With two bucket trucks, a tractor, and Bobcat plus power saws, the volunteers daily broke into four teams and went to separate sites based on work orders prepared by a prioritization of requests.
Harold Renfroe of Lexington, one of the youngsters at 62, said that one lady had “two great big trees down on her horse pen. She had given up, thinking we couldn’t do anything. But we did. At the end, we presented her a Bible. She broke down and cried. So did we. She didn’t realize we’d drive down this far to cut up her two trees. We can’t get over how friendly and appreciative people here are.”

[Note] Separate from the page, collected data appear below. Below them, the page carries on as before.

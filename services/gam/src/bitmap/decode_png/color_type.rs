// PNG Pong
//
// Copyright © 2019-2021 Jeron Aldaron Lau
//
// Licensed under the Apache License, Version 2.0, <LICENSE-APACHE or
// https://apache.org/licenses/LICENSE-2.0>, or the Zlib License, <LICENSE-ZLIB
// or http://opensource.org/licenses/Zlib>, at your option. This file may not be
// copied, modified, or distributed except according to those terms.

// small modifications made in Error handling

use std::io::{Error, ErrorKind, Result};

/// Standard PNG color types.
#[derive(Copy, Clone, Debug, Eq, PartialEq)]
#[repr(u8)]
pub enum ColorType {
    /// greyscale: 1, 2, 4, 8, 16 bit
    Grey = 0u8,
    /// RGB: 8, 16 bit
    Rgb = 2,
    /// palette: 1, 2, 4, 8 bit
    Palette = 3,
    /// greyscale with alpha: 8, 16 bit
    GreyAlpha = 4,
    /// RGB with alpha: 8, 16 bit
    Rgba = 6,
}

impl ColorType {
    /// channels * bytes per channel = bytes per pixel
    pub(crate) fn channels(self) -> u8 {
        match self {
            ColorType::Grey | ColorType::Palette => 1,
            ColorType::GreyAlpha => 2,
            ColorType::Rgb => 3,
            ColorType::Rgba => 4,
        }
    }

    /// get the total amount of bits per pixel, based on colortype and bitdepth
    /// in the struct
    pub(crate) fn bpp(self, bit_depth: u8) -> u8 {
        assert!((1..=16).contains(&bit_depth));
        /* bits per pixel is amount of channels * bits per channel */
        let ch = self.channels();
        ch * if ch > 1 { if bit_depth == 8 { 8 } else { 16 } } else { bit_depth }
    }

    /// Error if invalid color type / bit depth combination for PNG.
    pub(crate) fn check_png_color_validity(self, bd: u8) -> Result<()> {
        match self {
            ColorType::Grey => {
                if !(bd == 1 || bd == 2 || bd == 4 || bd == 8 || bd == 16) {
                    return Err(Error::new(ErrorKind::InvalidData, "invalid color mode"));
                }
            }
            ColorType::Palette => {
                if !(bd == 1 || bd == 2 || bd == 4 || bd == 8) {
                    return Err(Error::new(ErrorKind::InvalidData, "invalid color mode"));
                }
            }
            ColorType::Rgb | ColorType::GreyAlpha | ColorType::Rgba => {
                if !(bd == 8 || bd == 16) {
                    return Err(Error::new(ErrorKind::InvalidData, "invalid color mode"));
                }
            }
        }
        Ok(())
    }
}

“We came to give them hope,” said LaDonna Tucker of Signal Mountain. “There was a lady, a widow who had no idea what she could do next. Her trailer had a tree through the middle. We got the tree out and put a tarp over the trailer. We also got six big trees out of her yard. When she got back and saw what we had done, she just sat in her car and cried.” She hadn’t believed her home would look that whole again.
An operation like this takes a lot of support and much organization. First Baptist hosted housing and a meal site for breakfast and dinner. Westside Baptist Church, Natchitoches, provided the mobile kitchen manned by volunteers from First Baptist Church, Natchitoches, organized by Jack Ingram. Many churches provided volunteers, resources and food to assist the visitors. “The food is great. I usually gain some weight during these mission projects,” confessed Doyle Pittman of Chattanooga.

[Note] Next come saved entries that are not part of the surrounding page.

/// Phase 2 bootloader
///
/// Set up all the page tables, allocating new root page tables for SATPs and corresponding
/// sub-pages starting from the base of previously copied process data.
pub fn phase_2(cfg: &mut BootConfig, fs_prehash: &[u8; 64]) {
    let args = cfg.args;

    // This is the offset in RAM where programs are loaded from.
    let mut process_offset = cfg.sram_start as usize + cfg.sram_size - cfg.init_size;
    println!("\n\nPhase2: Processess start out @ {:08x}", process_offset);

    // Construct an environment block. This will be used by processes
    // to access environment variables and system parameters. This
    // is hardcoded for now, and can be expanded later.
    #[rustfmt::skip]
    let mut env = [
        0x41, 0x70, 0x70, 0x50, // 'AppP' indicating application parameters
        0x08, 0x00, 0x00, 0x00, // Size of AppP tag contents
        0xb2, 0x00, 0x00, 0x00, // Size of entire AppP block including all tags
        0x02, 0x00, 0x00, 0x00, // Number of tags present
        0x45, 0x6e, 0x76, 0x42, // 'EnvB' indicating an environment block
        0x9a, 0x00, 0x00, 0x00, // Number of bytes that follows for the environment block
        0x01, 0x00, // Number of environment variables
        0x14, 0x00, // Length of name of first variable
        // Name of first variable 'ROOT_FILESYSTEM_HASH':
        0x52, 0x4f, 0x4f, 0x54, 0x5f, 0x46, 0x49, 0x4c, 0x45, 0x53, 0x59, 0x53, 0x54, 0x45, 0x4d,
        0x5f, 0x48, 0x41, 0x53, 0x48,
        // Length of the contents of the first variable
        0x80, 0x00,
        // Root filesystem hash contents begin here:
        0x30, 0x30, 0x30, 0x30, 0x30, 0x30, 0x30, 0x30, 0x30, 0x30, 0x30, 0x30, 0x30, 0x30, 0x30,
        0x30, 0x30, 0x30, 0x30, 0x30, 0x30, 0x30, 0x30, 0x30, 0x30, 0x30, 0x30, 0x30, 0x30, 0x30,
        0x30, 0x30, 0x30, 0x30, 0x30, 0x30, 0x30, 0x30, 0x30, 0x30, 0x30, 0x30, 0x30, 0x30, 0x30,
        0x30, 0x30, 0x30, 0x30, 0x30, 0x30, 0x30, 0x30, 0x30, 0x30, 0x30, 0x30, 0x30, 0x30, 0x30,
        0x30, 0x30, 0x30, 0x30, 0x30, 0x30, 0x30, 0x30, 0x30, 0x30, 0x30, 0x30, 0x30, 0x30, 0x30,
        0x30, 0x30, 0x30, 0x30, 0x30, 0x30, 0x30, 0x30, 0x30, 0x30, 0x30, 0x30, 0x30, 0x30, 0x30,
        0x30, 0x30, 0x30, 0x30, 0x30, 0x30, 0x30, 0x30, 0x30, 0x30, 0x30, 0x30, 0x30, 0x30, 0x30,
        0x30, 0x30, 0x30, 0x30, 0x30, 0x30, 0x30, 0x30, 0x30, 0x30, 0x30, 0x30, 0x30, 0x30, 0x30,
        0x30, 0x30, 0x30, 0x30, 0x30, 0x30, 0x30, 0x30,
    ];
    // Convert the fs_prehash into a hex ascii string, suitable for environment variables
    // The initial loader environment is hard-coded, so we use a hard-coded offset for the string
    // destination. It was a deliberate decision to not include a generic environment variable
    // handler in the loader because we want to keep the loader compact and with a small attack
    // surface; a generic environment handling routine would add significant size without much
    // benefit.
    //
    // Note that the main purpose for environment variables is for test & debug tooling, where
    // single programs are run in hosted or emulated environments with arguments passed for fast
    // debugging. The sole purpose for the environment variable in the loader's context is to
    // pass this computed hash onto the userspace environments.
    const HEX_DIGITS: [u8; 16] = *b"0123456789abcdef";
    for (i, &byte) in fs_prehash.iter().enumerate() {
        env[env.len() - 128 + i * 2] = HEX_DIGITS[(byte >> 4) as usize];
        env[env.len() - 128 + i * 2 + 1] = HEX_DIGITS[(byte & 0xF) as usize];
    }

    // Go through all Init processes and the kernel, setting up their
    // page tables and mapping memory to them.
    let mut pid = 2;
    #[cfg(feature = "atsama5d27")]
    let mut ktext_offset = 0;
    #[cfg(feature = "atsama5d27")]
    let mut ktext_virt_offset = 0;
    #[cfg(feature = "atsama5d27")]
    let mut kdata_offset = 0;
    #[cfg(feature = "atsama5d27")]
    let mut kdata_virt_offset = 0;
    #[cfg(feature = "atsama5d27")]
    let mut ktext_size = 0;
    #[cfg(feature = "atsama5d27")]
    let mut kdata_size = 0;
    #[cfg(feature = "atsama5d27")]
    let mut kernel_exception_sp = 0;
    #[cfg(feature = "atsama5d27")]
    let mut kernel_irq_sp = 0;

    for tag in args.iter() {
        if tag.name == u32::from_le_bytes(*b"IniE") {
            let inie = MiniElf::new(&tag);
            println!("\n\nCopying IniE program into memory");
            let allocated = inie.load(cfg, process_offset, pid, &env, IniType::IniE);
            println!("IniE Allocated {:x}", allocated);
            process_offset -= allocated;
            pid += 1;
        } else if tag.name == u32::from_le_bytes(*b"IniF") {
            let inif = MiniElf::new(&tag);
            println!("\n\nMapping IniF program into memory");
            let allocated = inif.load(cfg, process_offset, pid, &env, IniType::IniF);
            println!("IniF Allocated {:x}", allocated);
            process_offset -= allocated;
            pid += 1;
        } else if tag.name == u32::from_le_bytes(*b"IniS") {
            #[cfg(feature = "swap")]
            {
                let inis = MiniElf::new(&tag);
                println!("\n\nMapping IniS program into memory");
                let allocated = inis.load(cfg, process_offset, pid, &env, IniType::IniS);
                println!("IniS Allocated {:x}", allocated);
                process_offset -= allocated;
                pid += 1;
            }
        } else if tag.name == u32::from_le_bytes(*b"XKrn") {
            let xkrn = unsafe { &*(tag.data.as_ptr() as *const ProgramDescription) };
            println!("\n\nCopying kernel into memory");
            let load_size_rounded = ((xkrn.text_size as usize + PAGE_SIZE - 1) & !(PAGE_SIZE - 1))
                + (((xkrn.data_size + xkrn.bss_size) as usize + PAGE_SIZE - 1) & !(PAGE_SIZE - 1));
            #[cfg(not(feature = "atsama5d27"))]
            {
                xkrn.load(cfg, process_offset - load_size_rounded, 1);
            }
            #[cfg(feature = "atsama5d27")]
            {
                (ktext_offset, kdata_offset, kernel_exception_sp, kernel_irq_sp) =
                    xkrn.load(cfg, process_offset - load_size_rounded, 1);
                (ktext_size, kdata_size, ktext_virt_offset, kdata_virt_offset) = (
                    (xkrn.text_size as usize + PAGE_SIZE - 1) & !(PAGE_SIZE - 1),
                    (((xkrn.data_size + xkrn.bss_size) as usize + PAGE_SIZE - 1) & !(PAGE_SIZE - 1)),
                    xkrn.text_offset as usize,
                    xkrn.data_offset as usize,
                );
            }
            process_offset -= load_size_rounded;
        }
    }

    println!("Done loading.");

    assert!(cfg.init_size & 0xFFF == 0); // check that we didn't mess this assumption up somewhere in the process
    let krn_struct_start = cfg.sram_start as usize + cfg.sram_size - cfg.init_size + cfg.swap_offset;
    #[cfg(feature = "atsama5d27")]
    let krn_l1_pt_addr = cfg.processes[0].ttbr0;
    #[cfg(not(feature = "atsama5d27"))]
    let krn_l1_pt_addr = cfg.processes[0].satp << 12;

    println!("krn_l1_pt_addr: {:08x}", krn_l1_pt_addr);

    #[cfg(not(feature = "atsama5d27"))]
    {
        assert!(krn_struct_start & (PAGE_SIZE - 1) == 0);
        let krn_pg1023_ptr = unsafe { (krn_l1_pt_addr as *const usize).add(1023).read() };

        // Map boot-generated kernel structures into the kernel
        let satp = unsafe { &mut *(krn_l1_pt_addr as *mut PageTable) };
        let kernel_arg_extents = cfg.init_size - (GUARD_MEMORY_BYTES + cfg.swap_offset);
        assert!(kernel_arg_extents <= 0xA000, "Kernel init structures exceeded allocated region");
        for addr in (0..kernel_arg_extents).step_by(PAGE_SIZE as usize) {
            cfg.map_page(
                satp,
                addr + krn_struct_start,
                addr + KERNEL_ARGUMENT_OFFSET,
                FLG_R | FLG_W | FLG_VALID,
                1 as XousPid,
            );
        }
        #[cfg(feature = "swap")]
        if SDBG && VDBG {
            // dumps the page with kernel struct data, so we can correlate offsets to data.
            for i in (0..4096).step_by(32) {
                println!("{:08x}: {:02x?}", krn_struct_start + i, unsafe {
                    core::slice::from_raw_parts((krn_struct_start + i) as *const u8, 32)
                });
            }
        }

        // Copy the kernel's "MMU Page 1023" into every process.
        // This ensures a context switch into the kernel can
        // always be made, and that the `stvec` is always valid.
        // Since it's a megapage, all we need to do is write
        // the one address to get all 4MB mapped.
        println!("Mapping MMU page 1023 to all processes");
        for process in cfg.processes[1..].iter() {
            let l1_pt_addr = process.satp << 12;
            unsafe { (l1_pt_addr as *mut usize).add(1023).write(krn_pg1023_ptr) };
        }
    }
    #[cfg(feature = "atsama5d27")]
    {
        // Map boot-generated kernel structures into the kernel
        crate::platform::atsama5d27::boot::map_structs_to_kernel(cfg, krn_l1_pt_addr, krn_struct_start);
        crate::platform::atsama5d27::boot::map_kernel_to_processes(
            cfg,
            ktext_offset,
            ktext_size,
            ktext_virt_offset,
            kdata_offset,
            kdata_size,
            kdata_virt_offset,
            kernel_exception_sp,
            kernel_irq_sp,
            krn_struct_start,
        );
    }
    #[cfg(feature = "swap")]
    {
        // map the swap page table into PID space 2
        let tt_address = cfg.processes[SWAPPER_PID as usize - 1].satp << 12;
        let root = unsafe { &mut *(tt_address as *mut PageTable) };
        let mut swap_pt_vaddr_offset = 0;
        // map page table roots
        for p in 0..cfg.processes.len() {
            // loop is "decomposed" because iterating over processes causes a borrow conflic
            let swap_root = cfg.swap_root[p];
            println!(
                "Mapping root swap PT to PID 2 @paddr {:x} -> vaddr {:x}",
                swap_root,
                SWAP_PT_VADDR + swap_pt_vaddr_offset
            );
            cfg.map_page(
                root,
                swap_root,
                SWAP_PT_VADDR + swap_pt_vaddr_offset,
                FLG_R | FLG_W | FLG_U | FLG_VALID,
                SWAPPER_PID,
            );
            swap_pt_vaddr_offset += PAGE_SIZE;
        }
        // now chase down any entries in the roots, and map valid pages
        for p in 0..cfg.processes.len() {
            let root_pt = unsafe { &mut *(cfg.swap_root[p] as *mut PageTable) };
            for entry in root_pt.entries.iter_mut() {
                if *entry & FLG_VALID != 0 {
                    let paddr = (*entry & !0x3FF) << 2;
                    let vaddr = SWAP_PT_VADDR + swap_pt_vaddr_offset;
                    cfg.map_page(root, paddr, vaddr, FLG_R | FLG_W | FLG_U | FLG_VALID, SWAPPER_PID);
                    // patch the entry to point at the virtual address
                    *entry &= 0x3FF;
                    *entry |= (vaddr & !0xFFF) >> 2;
                    println!("Remapping L2 PT @paddr {:x} -> vaddr {:x}", paddr, vaddr);
                    swap_pt_vaddr_offset += PAGE_SIZE;
                }
            }
        }
        // map the arguments into PID 2
        let swap_spec_ptr = cfg.alloc();
        cfg.map_page(
            root,
            swap_spec_ptr as usize,
            SWAP_CFG_VADDR,
            FLG_R | FLG_W | FLG_U | FLG_VALID,
            SWAPPER_PID,
        );
        // this is safe because:
        //   - swap_spec_ptr is aligned (it's page-aligned even)
        //   - alloc() zeroes the contents
        //   - SwapSpec is a Repr(C), and every element of the struct is valid with a 0's initialization.
        let swap_spec = unsafe { (swap_spec_ptr as *mut SwapSpec).as_mut().unwrap() };
        if let Some(desc) = cfg.swap {
            swap_spec.key.copy_from_slice(&cfg.swap_hal.as_ref().unwrap().get_swap_key());
            swap_spec.pid_count = cfg.init_process_count as u32 + 1;
            swap_spec.rpt_len_bytes = cfg.runtime_page_tracker.len() as u32;
            swap_spec.swap_base = desc.ram_offset;
            swap_spec.swap_len = desc.ram_size;
            (swap_spec.mac_base, swap_spec.mac_len) = cfg.swap_hal.as_ref().unwrap().mac_base_bounds();
            swap_spec.sram_start = cfg.sram_start as u32;
            swap_spec.sram_size = cfg.sram_size as u32;
        }

        // copy the RPT into PID 2
        {
            // safety: This is safe because we know that:
            //   - RPT is fully initialized at this point
            //   - rpt_alias is scoped in a block so it can't be abused later by accident
            //   - We are only going to read data from the alias pointer
            //   - There is no borrow conflict in the upcoming for loop
            // This is done to avoid adding a RefCell around the runtime page tracker to work around
            // interior mutability issues in a very performance-sensitive region, and in a manner that
            // only ever affects the `swap` configuration (i.e., if we did this as a RefCell we'd have
            // to pay the performance penalty for all configurations, and/or we'd have to add `cfg`
            // directives in lots of places). Mea culpa, this is not how you're supposed to write Rust.
            let terrible_rpt_alias = unsafe {
                core::slice::from_raw_parts(cfg.runtime_page_tracker.as_ptr(), cfg.runtime_page_tracker.len())
            };
            for (i, rpt_page) in terrible_rpt_alias.chunks(4096).enumerate() {
                let swap_rpt = cfg.alloc() as usize;
                cfg.map_page(
                    root,
                    swap_rpt,
                    SWAP_RPT_VADDR + i * 4096,
                    FLG_R | FLG_W | FLG_U | FLG_VALID,
                    SWAPPER_PID,
                );
                // safety: this is safe because the allocator aligns it and initializes it, and all underlying
                // data has defined behavior as initialized
                let dest = unsafe { core::slice::from_raw_parts_mut(swap_rpt as *mut u8, 4096) };
                dest[..rpt_page.len()].copy_from_slice(rpt_page);
            }
        }

        // map any hardware-specific pages into the userspace swapper
        crate::platform::userspace_maps(cfg);
    }

    if VVDBG || SDBG {
        println!("PID1 pagetables:");
        #[cfg(feature = "atsama5d27")]
        debug::print_pagetable(cfg.processes[0].ttbr0);
        #[cfg(not(feature = "atsama5d27"))]
        debug::print_pagetable(cfg.processes[0].satp);
        println!();
        println!();
        for (_pid, process) in cfg.processes[1..].iter().enumerate() {
            println!("PID{} pagetables:", _pid + 2);
            #[cfg(feature = "atsama5d27")]
            debug::print_pagetable(process.ttbr0);
            #[cfg(not(feature = "atsama5d27"))]
            debug::print_pagetable(process.satp);
            println!();
            println!();
        }
    }
    println!("Runtime Page Tracker: {} bytes", cfg.runtime_page_tracker.len());
    // mark pages used by suspend/resume according to their needs
    cfg.runtime_page_tracker[cfg.sram_size / PAGE_SIZE - 1] = 1; // claim the loader stack -- do not allow tampering, as it contains backup kernel args
    cfg.runtime_page_tracker[cfg.sram_size / PAGE_SIZE - 2] = 1; // 8k in total (to allow for digital signatures to be computed)
    cfg.runtime_page_tracker[cfg.sram_size / PAGE_SIZE - 3] = 0; // allow clean suspend page to be mapped in Xous
}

One of the volunteers carries an experience that allowed him to see Winn’s disaster from a different perspective. Bill Luttrell was serving as a missionary in the Abaco Islands near Bermuda when Hurricane Dorian struck a year ago. “After you go through this, you feel defeated, in a mental fog. You’ve lost everything. It’s hard to get anything going. Then someone shows up to give you a little hope. You can take your first step.
The two teams from Tennessee completed work at 250 sites. Despite this accomplishment, there are still many more requests in the folder. Luttrell recalled that one homeowner pulled up to the crew on their final day in town and called out, “Even if you don’t get to my house, thank you for what you’re doing for our community.”

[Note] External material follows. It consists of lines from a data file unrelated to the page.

#![allow(dead_code)]
use ux_api::minigfx::*;

// The discipline for all the APIs in this module are that they act on a FrameBuffer which is
// passed to the function. This allows us to bind the drawing computation on the caller-side of
// of a shared frame buffer.

// this font is from the embedded graphics crate https://docs.rs/embedded-graphics/0.7.1/embedded_graphics/
const FONT_IMAGE: &'static [u8] = include_bytes!("../../font6x12_1bpp.raw");
pub const CHAR_HEIGHT: isize = 12;
pub const CHAR_WIDTH: isize = 6;
const FONT_IMAGE_WIDTH: isize = 96;
const LEFT_MARGIN: isize = 10;

fn char_offset(c: char) -> isize {
    let fallback = ' ' as isize - ' ' as isize;
    if c < ' ' {
        return fallback;
    }
    if c <= '~' {
        return c as isize - ' ' as isize;
    }
    fallback
}

pub fn msg<'a>(fb: &mut dyn FrameBuffer, text: &'a str, ll_pos: Point, fg: ColorNative, bg: ColorNative) {
    let mut ll_pos = ll_pos.clone();
    // this routine is adapted from the embedded graphics crate https://docs.rs/embedded-graphics/0.7.1/embedded_graphics/
    let char_per_row = FONT_IMAGE_WIDTH / CHAR_WIDTH;
    let mut idx = 0;
    for current_char in text.chars() {
        let mut char_walk_x = 0;
        let mut char_walk_y = 0;

        loop {
            // Char _code_ offset from first char, most often a space
            // E.g. first char = ' ' (32), target char = '!' (33), offset = 33 - 32 = 1
            let char_offset = char_offset(current_char);
            let row = char_offset / char_per_row;

            // Top left corner of character, in pixels
            let char_x = (char_offset - (row * char_per_row)) * CHAR_WIDTH;
            let char_y = row * CHAR_HEIGHT;

            // Bit index
            // = X pixel offset for char
            // + Character row offset (row 0 = 0, row 1 = (192 * 8) = 1536)
            // + X offset for the pixel block that comprises this char
            // + Y offset for pixel block
            let bitmap_bit_index =
                char_x + (FONT_IMAGE_WIDTH * char_y) + char_walk_x + (char_walk_y * FONT_IMAGE_WIDTH);

            let bitmap_byte = bitmap_bit_index / 8;
            let bitmap_bit = 7 - (bitmap_bit_index % 8);

            let color = if FONT_IMAGE[bitmap_byte as usize] & (1 << bitmap_bit) != 0 { fg } else { bg };

            let x = ll_pos.x + CHAR_WIDTH * idx + char_walk_x;
            let y = ll_pos.y + char_walk_y;

            // draw color at x, y
            if (current_char as u8 != 0xd) && (current_char as u8 != 0xa) {
                // don't draw CRLF specials
                fb.put_pixel(Point::new(x, y), color);
            }

            char_walk_x += 1;

            if char_walk_x >= CHAR_WIDTH {
                char_walk_x = 0;
                char_walk_y += 1;

                // Done with this char, move on to the next one
                if char_walk_y >= CHAR_HEIGHT {
                    if current_char as u8 == 0xd {
                        // '\n'
                        ll_pos.y += CHAR_HEIGHT;
                    } else if current_char as u8 == 0xa {
                        // '\r'
                        ll_pos.x = LEFT_MARGIN;
                    } else {
                        idx += 1;
                    }

                    break;
                }
            }
        }
    }
}
// Vendored from https://github.com/stm32-rs/stm32-usbd tag v0.6.0
// Original copyright (c) 2021 Matti Virkkunen <mvirkkunen@gmail.com>, Vadim Kaushan <admin@disasm.info>,
// Nicolas Stalder <n@stalder.io>", Jonas Martin <lichtfeind@gmail.com>
// SPDX-License-Identifier: MIT
// SPDX-LIcense-Identifier: Apache 2.0

use packing::Packed;
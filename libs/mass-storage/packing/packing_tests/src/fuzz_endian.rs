// Vendored from https://github.com/stm32-rs/stm32-usbd tag v0.6.0
// Original copyright (c) 2021 Matti Virkkunen <mvirkkunen@gmail.com>, Vadim Kaushan <admin@disasm.info>,
// Nicolas Stalder <n@stalder.io>", Jonas Martin <lichtfeind@gmail.com>
// SPDX-License-Identifier: MIT
// SPDX-LIcense-Identifier: Apache 2.0

#[cfg(test)]
use quickcheck::{ Arbitrary, Gen };

#[cfg(test)]
use quickcheck_macros::quickcheck;
use std::process::Command;

fn main() {
    // this should be changed at some point to support other platforms
    let target = "riscv32imac-unknown-xous-elf";
    
    // compile the spawn package
    let status = Command::new("cargo").args(&["build", "--package", "spawn", "--target", target])
        .status().unwrap();
    if !status.success() {
	panic!();
    }
    // turn it into a stub
    let status = Command::new("cargo").args(&["run", "--package", "tools", "--bin", "copy-object", "--"])
	.arg(&format!("../../target/{}/debug/spawn", target))
	.status().unwrap();
    if !status.success() {
	panic!();
    }

    println!("cargo:rerun-if-changed=spawn");
}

On a personal note, when I first heard this disaster relief team was from Tennessee, I wondered about the possibility of any coming from the small town east of Knoxville where my daughter now lives. Chances were good. We visited the first crew one evening to discover that eight had traveled from Dandridge, with five of them members of Laura’s home church. Small world.
Other towns represented by the Tennessee crew were Knoxville, Chattanooga, Lexington, Maryville, Signal Mountain, Jefferson City, Brownsville, Martin, Jackson, Covington, Dyersburg and Newbern.
That’s my observation. I feel that what we’ve seen here since Aug. 27 gives a truer representation of what America really is than what is portrayed in the media. B&R — Holeman spent 35 years as editor and publisher of weekly newspapers in the rural north Louisiana towns of Coushatta then Winnfield.